Early professional career
His most notable early win came against former WBC super featherweight champion Alfredo Escalera in 1982, when he won a ten-round decision. His next notable opponent, Tyrone Crawley, defeated him by a ten-round decision. He followed that with a rematch in 1983 with Escalera. In that fight, Hatcher was dropped in round six and subsequently lost a unanimous ten-round decision.

Champion
After racking up a few wins, Hatcher faced WBA light welterweight champion Johnny Bumphus on June 1, 1984, in Buffalo, New York. In what Ring magazine called its "Upset of the Year," Hatcher scored an eleventh-round technical knockout over Bumphus.  When Hatcher knocked Bumphus down, he slipped and fell on a follow-up attempt. He then threw Bumphus down to the mat when both fighters clinched.  A post-fight melee in the ring ensued after the stoppage.

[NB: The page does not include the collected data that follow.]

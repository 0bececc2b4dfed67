//! Explicit run configuration.
//!
//! There is deliberately no process-wide settings object; a [`Settings`]
//! value is built once (by the CLI, from flags and environment) and passed
//! to whatever needs it.

use std::path::PathBuf;

/// Limits for crossbar switch usage per L1 bus.
#[derive(Debug, Clone, Copy, PartialEq, Eq)]
pub struct CrossbarSwitchLimits {
    /// Maximum set switches per row.
    pub max_switches_per_row: usize,
    /// Maximum set switches per column.
    pub max_switches_per_column: usize,
}

impl Default for CrossbarSwitchLimits {
    fn default() -> Self {
        Self {
            max_switches_per_row: 1,
            max_switches_per_column: 1,
        }
    }
}

/// Limits for synapse switch usage per L1 bus.
#[derive(Debug, Clone, Copy, PartialEq, Eq)]
pub struct SynapseSwitchLimits {
    /// Maximum set switches per row.
    pub max_switches_per_row: usize,
    /// Maximum set switches per column and side.
    pub max_switches_per_column_per_side: usize,
}

impl Default for SynapseSwitchLimits {
    fn default() -> Self {
        Self {
            max_switches_per_row: 1,
            max_switches_per_column_per_side: 1,
        }
    }
}

/// Run configuration shared by the tools.
#[derive(Debug, Clone, PartialEq, Eq)]
pub struct Settings {
    /// Path to the YAML hardware database.
    pub hwdb_path: PathBuf,
    /// Root directory of the defect store.
    pub defects_path: PathBuf,
    /// Crossbar switch limits.
    pub crossbar_switches: CrossbarSwitchLimits,
    /// Synapse switch limits.
    pub synapse_switches: SynapseSwitchLimits,
    /// JTAG TCK frequency in Hz.
    pub jtag_frequency_hz: u32,
    /// PLL frequency in MHz used when programming chips.
    pub pll_frequency_mhz: u32,
}

impl Default for Settings {
    fn default() -> Self {
        Self {
            hwdb_path: PathBuf::from("hwdb.yaml"),
            defects_path: PathBuf::from("defects"),
            crossbar_switches: CrossbarSwitchLimits::default(),
            synapse_switches: SynapseSwitchLimits::default(),
            jtag_frequency_hz: 10_000_000,
            pll_frequency_mhz: 125,
        }
    }
}

impl Settings {
    /// Default settings with `HICANN_HWDB_PATH` / `HICANN_DEFECTS_PATH`
    /// environment overrides applied. Called by the CLI only; the library
    /// never reads the environment on its own.
    pub fn from_env() -> Self {
        let mut settings = Self::default();
        if let Ok(path) = std::env::var("HICANN_HWDB_PATH") {
            settings.hwdb_path = PathBuf::from(path);
        }
        if let Ok(path) = std::env::var("HICANN_DEFECTS_PATH") {
            settings.defects_path = PathBuf::from(path);
        }
        settings
    }
}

Hatcher's first defense was against Uby Sacco in December of the same year. He won a fifteen-round split decision.  Sacco, however, won their July 1985 rematch (and title) with a ninth round knockout win in Italy (the fight was stopped by the referee because of a Hatcher cut).  In Hatcher's next - and last - chance at a world crown, he lost by knockout in 45 seconds to Lloyd Honeyghan in August 1987, with Honeyghan's WBC and IBF welterweight belts being at stake.

Post-championship career
After losing to Honeyghan, Hatcher continued to fight. He had seven more fights, losing two (one of which was to future world champion Aaron Davis). After a victory in Ft. Worth over Juan Martin Galvan in 1995, Hatcher retired.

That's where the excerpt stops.